Figure 3. Functional blockade of miR-23a enhances CTL effector responses ex vivo.

(A–C) Purified naive pMel-1 CTLs were activated with anti-CD3/anti-CD28 for 48 hours in vitro, with or without 50 nM FAM-tagged anti–miR-23a LNA. (A) Gating strategy to identify CTLs that have taken up the anti–miR-23a LNA. (B) CTL effector molecule expression in untreated (0 nM LNA), FAM^– LNA-treated (50 nM LNA; FAM^–), and FAM⁺ LNA-treated (50 nM LNA; FAM⁺) CTLs. Representative histograms of n = 6 independent experiments. (C) MFI of CTL effector molecules in FAM^– and FAM⁺ CTLs treated with 50 nM anti–miR-23a LNA; n = 7. P values were determined by 2-tailed paired t test. (D) Schematic of the mock decoy and miR-23a decoy retroviral expression vectors. iRFP was the internal marker for monitoring transfection efficiency; puromycin resistance (Puro^R) was the selection marker for enriching engineered cells; GFP was a reporter for miR-23a sequestration and decoy function.
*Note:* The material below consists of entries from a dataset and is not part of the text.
//! Finding types produced by the scanning engine
//!
//! Beacon does not detect anything itself. These types mirror the scan
//! engine's output document so the delivery pipeline can reshape it into
//! the collector's wire schema.

use serde::{Deserialize, Serialize};

/// Severity classification attached to every finding
#[derive(Debug, Clone, PartialEq, Serialize, Deserialize)]
pub struct SeverityMeta {
    /// Severity assigned by the rule itself
    pub rule_severity: String,

    /// Severity after sensitive-data weighting has been applied
    pub display_severity: String,

    /// Combined weighting used to rank findings
    #[serde(default)]
    pub final_weighting: f64,
}

/// Why and when a finding was suppressed
#[derive(Debug, Clone, PartialEq, Serialize, Deserialize)]
pub struct IgnoreMeta {
    #[serde(default)]
    pub author: Option<String>,

    #[serde(default)]
    pub comment: Option<String>,

    /// RFC 3339 timestamp of when the suppression was recorded
    #[serde(default)]
    pub ignored_at: Option<String>,

    #[serde(default)]
    pub false_positive: bool,
}

/// A single detected issue
#[derive(Debug, Clone, PartialEq, Serialize, Deserialize)]
pub struct Finding {
    /// Identifier of the rule that produced this finding
    pub rule_id: String,

    pub title: String,

    #[serde(default)]
    pub description: String,

    /// File the finding was detected in, relative to the scan target
    pub filename: String,

    pub line_number: usize,

    /// Stable identifier for deduplication across scans
    #[serde(default)]
    pub fingerprint: String,

    #[serde(default)]
    pub category_groups: Vec<String>,

    pub severity_meta: SeverityMeta,
}

/// A finding plus the suppression details that silenced it
#[derive(Debug, Clone, PartialEq, Serialize, Deserialize)]
pub struct IgnoredFinding {
    pub finding: Finding,
    pub ignore_meta: IgnoreMeta,
}

/// Capability pair every finding representation exposes to the translator.
///
/// Active and ignored findings are stored as distinct concrete types; the
/// translator is written once against this trait instead of either of them.
pub trait GenericFinding {
    /// The underlying detected issue
    fn finding(&self) -> &Finding;

    /// Suppression details, if this finding was ignored
    fn ignore_meta(&self) -> Option<&IgnoreMeta>;
}

impl GenericFinding for Finding {
    fn finding(&self) -> &Finding {
        self
    }

    fn ignore_meta(&self) -> Option<&IgnoreMeta> {
        None
    }
}

impl GenericFinding for IgnoredFinding {
    fn finding(&self) -> &Finding {
        &self.finding
    }

    fn ignore_meta(&self) -> Option<&IgnoreMeta> {
        Some(&self.ignore_meta)
    }
}
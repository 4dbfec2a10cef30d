//! Chart Prep CLI
//!
//! Aggregates tabular JSON rows into grouped-bar and heatmap reports.

use anyhow::{Context, Result};
use clap::{Parser, Subcommand};
use env_logger::Env;
use std::path::PathBuf;

use chart_prep::commands::{
    display_schema, display_version, execute_heatmap, execute_lines, validate_heatmap_args,
    validate_lines_args, validate_report_file, HeatmapArgs, LinesArgs,
};
use chart_prep::utils::config::{load_config, PipelineConfig};

/// Chart Prep - tabular aggregation for charts
#[derive(Parser, Debug)]
#[command(name = "chart-prep")]
#[command(version, about, long_about = None)]
struct Cli {
    /// Subcommand to execute
    #[command(subcommand)]
    command: Commands,

    /// Enable verbose logging
    #[arg(short, long, global = true)]
    verbose: bool,

    /// Pipeline config file (TOML); flags override its values
    #[arg(short, long, global = true, env = "CHART_PREP_CONFIG")]
    config: Option<PathBuf>,
}

/// Available commands
#[derive(Subcommand, Debug)]
enum Commands {
    /// Count lines per act and player, keeping the top players
    Lines {
        /// Input JSON rows
        #[arg(short, long)]
        input: PathBuf,

        /// Output path for the JSON report
        #[arg(short, long, default_value = "lines-report.json")]
        output: PathBuf,

        /// Number of players kept before collapsing into "Other"
        #[arg(long)]
        top: Option<usize>,

        /// Outer grouping field
        #[arg(long)]
        outer_field: Option<String>,

        /// Inner counted field
        #[arg(long)]
        inner_field: Option<String>,

        /// Keep names exactly as they appear in the input
        #[arg(long)]
        raw_names: bool,

        /// Print text summary to stdout
        #[arg(long)]
        summary: bool,
    },

    /// Count plantations per neighborhood and year, zero-filled
    Heatmap {
        /// Input JSON rows
        #[arg(short, long)]
        input: PathBuf,

        /// Output path for the JSON report
        #[arg(short, long, default_value = "heatmap-report.json")]
        output: PathBuf,

        /// First year (inclusive)
        #[arg(long)]
        start: Option<i64>,

        /// Last year (inclusive)
        #[arg(long)]
        end: Option<i64>,

        /// Row grouping field
        #[arg(long)]
        outer_field: Option<String>,

        /// Date field whose year is the column
        #[arg(long)]
        date_field: Option<String>,

        /// Print text summary to stdout
        #[arg(long)]
        summary: bool,
    },

    /// Validate a report JSON file
    Validate {
        /// Path to report JSON file
        #[arg(short, long)]
        file: PathBuf,

        /// Print the parsed report as JSON
        #[arg(long)]
        print: bool,
    },

    /// Display schema information
    Schema {
        /// Show full schema details
        #[arg(long)]
        show: bool,
    },

    /// Display version information
    Version,
}

fn main() -> Result<()> {
    // Parse CLI arguments
    let cli = Cli::parse();

    // Setup logging
    let log_level = if cli.verbose { "debug" } else { "info" };
    env_logger::Builder::from_env(Env::default().default_filter_or(log_level)).init();

    let pipeline = match &cli.config {
        Some(path) => load_config(path)
            .with_context(|| format!("Failed to load config {}", path.display()))?,
        None => PipelineConfig::default(),
    };

    match cli.command {
        Commands::Lines {
            input,
            output,
            top,
            outer_field,
            inner_field,
            raw_names,
            summary,
        } => {
            let mut config = pipeline.lines;
            if let Some(n) = top {
                config.top_n = n;
            }
            if let Some(field) = outer_field {
                config.outer_field = field;
            }
            if let Some(field) = inner_field {
                config.inner_field = field;
            }

            let args = LinesArgs {
                input,
                output,
                config,
                clean_names: !raw_names,
                print_summary: summary,
            };

            validate_lines_args(&args)?;
            execute_lines(args)?;
        }

        Commands::Heatmap {
            input,
            output,
            start,
            end,
            outer_field,
            date_field,
            summary,
        } => {
            let mut config = pipeline.heatmap;
            if let Some(year) = start {
                config.start_year = year;
            }
            if let Some(year) = end {
                config.end_year = year;
            }
            if let Some(field) = outer_field {
                config.outer_field = field;
            }
            if let Some(field) = date_field {
                config.date_field = field;
            }

            let args = HeatmapArgs {
                input,
                output,
                config,
                print_summary: summary,
            };

            validate_heatmap_args(&args)?;
            execute_heatmap(args)?;
        }

        Commands::Validate { file, print } => {
            validate_report_file(file, print)?;
        }

        Commands::Schema { show } => {
            display_schema(show);
        }

        Commands::Version => {
            display_version();
        }
    }

    Ok(())
}
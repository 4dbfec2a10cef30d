//! Name normalization.
//!
//! Rewrites a free-text name field so that only its first character is
//! upper-case ("JOHN" -> "John"). Returns new rows; the input is untouched.

use crate::parser::schema::Row;
use crate::utils::error::AggregateError;
use log::debug;

/// Normalize `field` in every row
///
/// **Public** - first stage of the lines pipeline
///
/// Row order and all other fields are preserved. An empty name stays empty.
///
/// # Errors
/// * `AggregateError::MissingField` - a row has no `field`
/// * `AggregateError::InvalidInput` - `field` is not a string
pub fn clean_names(rows: &[Row], field: &str) -> Result<Vec<Row>, AggregateError> {
    debug!("Normalizing '{}' in {} rows", field, rows.len());

    rows.iter()
        .enumerate()
        .map(|(i, row)| {
            let name = capitalize(row.text(field, i)?);
            Ok(row.clone().with(field, name))
        })
        .collect()
}

/// Upper-case the first character, lower-case the rest
pub fn capitalize(name: &str) -> String {
    let mut chars = name.chars();
    match chars.next() {
        None => String::new(),
        Some(first) => first
            .to_uppercase()
            .chain(chars.flat_map(char::to_lowercase))
            .collect(),
    }
}
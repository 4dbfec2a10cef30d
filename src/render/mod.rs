//! Chart rendering boundary.
//!
//! Drawing itself is done by whatever implements `Renderer`; this module
//! only computes axis domains from aggregates and drives the renderer in a
//! fixed order (axes, marks, legend). `TextRenderer` prints a terminal
//! summary and is the only renderer shipped here.

pub mod binder;
pub mod text;

use crate::parser::schema::{GridCell, GroupKey, NestedGroup};

pub use binder::{render_grouped_bars, render_heatmap};
pub use text::TextRenderer;

/// Which axis or scale a domain belongs to
#[derive(Debug, Clone, Copy, PartialEq, Eq)]
pub enum Axis {
    X,
    Y,

    /// Colour scale of heatmap cells
    Color,
}

/// Domain of an axis or colour scale
#[derive(Debug, Clone, PartialEq, Eq)]
pub enum Domain {
    /// Discrete positions, in display order
    Band(Vec<GroupKey>),

    /// Continuous `[0, max]`
    Linear { max: u64 },
}

/// Narrow drawing interface fed by the binders
pub trait Renderer {
    fn draw_axis(&mut self, axis: Axis, domain: &Domain);

    /// One group of bars (one act)
    fn draw_group(&mut self, group: &NestedGroup);

    /// One heatmap cell
    fn draw_cell(&mut self, cell: &GridCell);

    fn draw_legend(&mut self, keys: &[GroupKey]);
}
use crate::utils::config::{HeatmapConfig, LinesConfig};
use std::path::PathBuf;

/// Arguments for the lines command
///
/// **Public** - used by main.rs to construct from CLI args
#[derive(Debug, Clone)]
pub struct LinesArgs {
    /// Input JSON rows
    pub input: PathBuf,

    /// Output path for the JSON report
    pub output: PathBuf,

    /// Field names and top-N size
    pub config: LinesConfig,

    /// Normalize the inner (player) names before counting
    pub clean_names: bool,

    /// Print text summary to stdout
    pub print_summary: bool,
}

impl Default for LinesArgs {
    fn default() -> Self {
        Self {
            input: PathBuf::from("lines.json"),
            output: PathBuf::from("lines-report.json"),
            config: LinesConfig::default(),
            clean_names: true,
            print_summary: false,
        }
    }
}

/// Arguments for the heatmap command
#[derive(Debug, Clone)]
pub struct HeatmapArgs {
    /// Input JSON rows
    pub input: PathBuf,

    /// Output path for the JSON report
    pub output: PathBuf,

    /// Field names and year range
    pub config: HeatmapConfig,

    /// Print text summary to stdout
    pub print_summary: bool,
}

impl Default for HeatmapArgs {
    fn default() -> Self {
        Self {
            input: PathBuf::from("trees.json"),
            output: PathBuf::from("heatmap-report.json"),
            config: HeatmapConfig::default(),
            print_summary: false,
        }
    }
}
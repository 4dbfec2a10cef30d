//! Row loading and schema definitions.
//!
//! This module handles:
//! - Reading JSON datasets into rows
//! - Typed field access (keys, dates)
//! - Defining the aggregate and report schema

pub mod loader;
pub mod schema;

// Re-export main types
pub use loader::{load_rows, parse_rows};
pub use schema::{
    AggregatedCount, GridCell, GroupKey, HeatmapReport, LinesReport, NestedGroup, Report, Row,
};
The iRFP and GFP decoy expression cassettes were separated by an insulator (51) (black oval). (E) Left: Representative dot plots of iRFP and GFP expression in pMel-1 CTLs transduced with the miR-23a decoy, where iRFP was used as the internal marker. Right: Quenching of GFP intensity by the miR-23a decoy in CD8⁺iRFP⁺ CTLs. Bar graph represents mean ± SEM; n = 6. (F) pMel-1 CTLs retrovirally transduced with a mock decoy vector or the miR-23a decoy vector were assessed for CTL effector molecule expression in vitro. P values were determined by 2-tailed paired t test. (G) In vitro cytotoxicity of sorted iRFP⁺ mock and miR-23a decoy–expressing OT-I CTLs. Representative data of n = 3 independent experiments.